Kay is transfixed, helpless to resist the magnetic pull of George’s talent, charm, and swagger. Their ten-year love affair, complicated by her conflicted loyalty to her husband and the twists and turns of her own musical career, ends only with George’s death from a brain tumor at the age of thirty-eight.

Set in Jazz Age New York City, this stunning work of fiction, for fans of The Paris Wife and Loving Frank, explores the timeless bond between two brilliant, strong-willed artists. George Gershwin left behind not just a body of work unmatched in popular musical history, but a woman who loved him with all her heart, knowing all the while that he belonged not to her, but to the world."
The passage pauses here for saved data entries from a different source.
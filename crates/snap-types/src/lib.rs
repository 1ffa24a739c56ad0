//! Foundation types for Snapline.
//!
//! This crate provides the vocabulary shared by every other Snapline crate:
//! how a baseline is named, which record mode governs it, and how the engine
//! is configured. Every other `snap-*` crate depends on `snap-types`.
//!
//! # Key Types
//!
//! - [`RecordMode`] -- Policy governing whether a baseline may be created or overwritten
//! - [`BaselineId`] -- Stable identifier (suite, test, discriminator, extension)
//! - [`SnapshotConfig`] -- Configuration surface with TOML and environment loading
//! - [`ConfigOverrides`] -- Per-call overrides layered over a config
//! - [`NamedBytes`] -- Named attachment carried by failure reports

pub mod attachment;
pub mod config;
pub mod error;
pub mod identity;
pub mod record_mode;

pub use attachment::NamedBytes;
pub use config::{
    ConfigOverrides, SnapshotConfig, DEFAULT_CONTEXT_LINES, DEFAULT_MAX_CONCURRENT_LEASES,
    DEFAULT_SNAPSHOT_DIR, ENV_CONTEXT, ENV_DIFF_TOOL, ENV_RECORD,
};
pub use error::{TypeError, TypeResult};
pub use identity::{sanitize_component, BaselineId};
pub use record_mode::RecordMode;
I am ALL about Gershwin. So is the rest of my family in fact... 

Windhall by Ava Barry
Published by: Pegasus Crime,
Publication Date: March 2nd, 2021
Format: Hardcover, 368 Pages
To Buy

The official patter:
"A stunning literary thriller in which an investigative journalist in modern Los Angeles attempts to solve the Golden Age murder of a Hollywood starlet.

1940s Hollywood was an era of decadence and director Theodore Langley was its king. Paired with Eleanor Hayes as his lead actress, Theo ruled the Golden Age of Hollywood. That ended when Eleanor’s mangled body was discovered in Theo’s rose garden and he was charged with her murder. The case was thrown out before it went to trial and Theo fled L.A., leaving his crawling estate, Windhall, to fall into ruin. He hasn’t been seen since.

Decades later, investigative journalist Max Hailey, raised by his gran on stories of old Hollywood, is sure that if he could meet Theo, he could prove once and for all that the famed director killed his leading lady. When a copycat murder takes place near Windhall, the long reclusive Theo returns to L.A., and it seems Hailey finally has his chance.

When Hailey gets his hands on Theo’s long-missing journals, he reads about Eleanor’s stalkers and her role in Theo’s final film, The Last Train to Avalon, a film so controversial it was never released to the public. In the months leading up to her death, something had left her so terrified she stopped coming to work. The more Hailey learns about Avalon, the more convinced he becomes that the film could tell him who killed Eleanor and why she had to die. But the implications of Avalon reach far beyond Eleanor’s murder, and Hailey must race to piece together the murders of the past and present before it’s too late."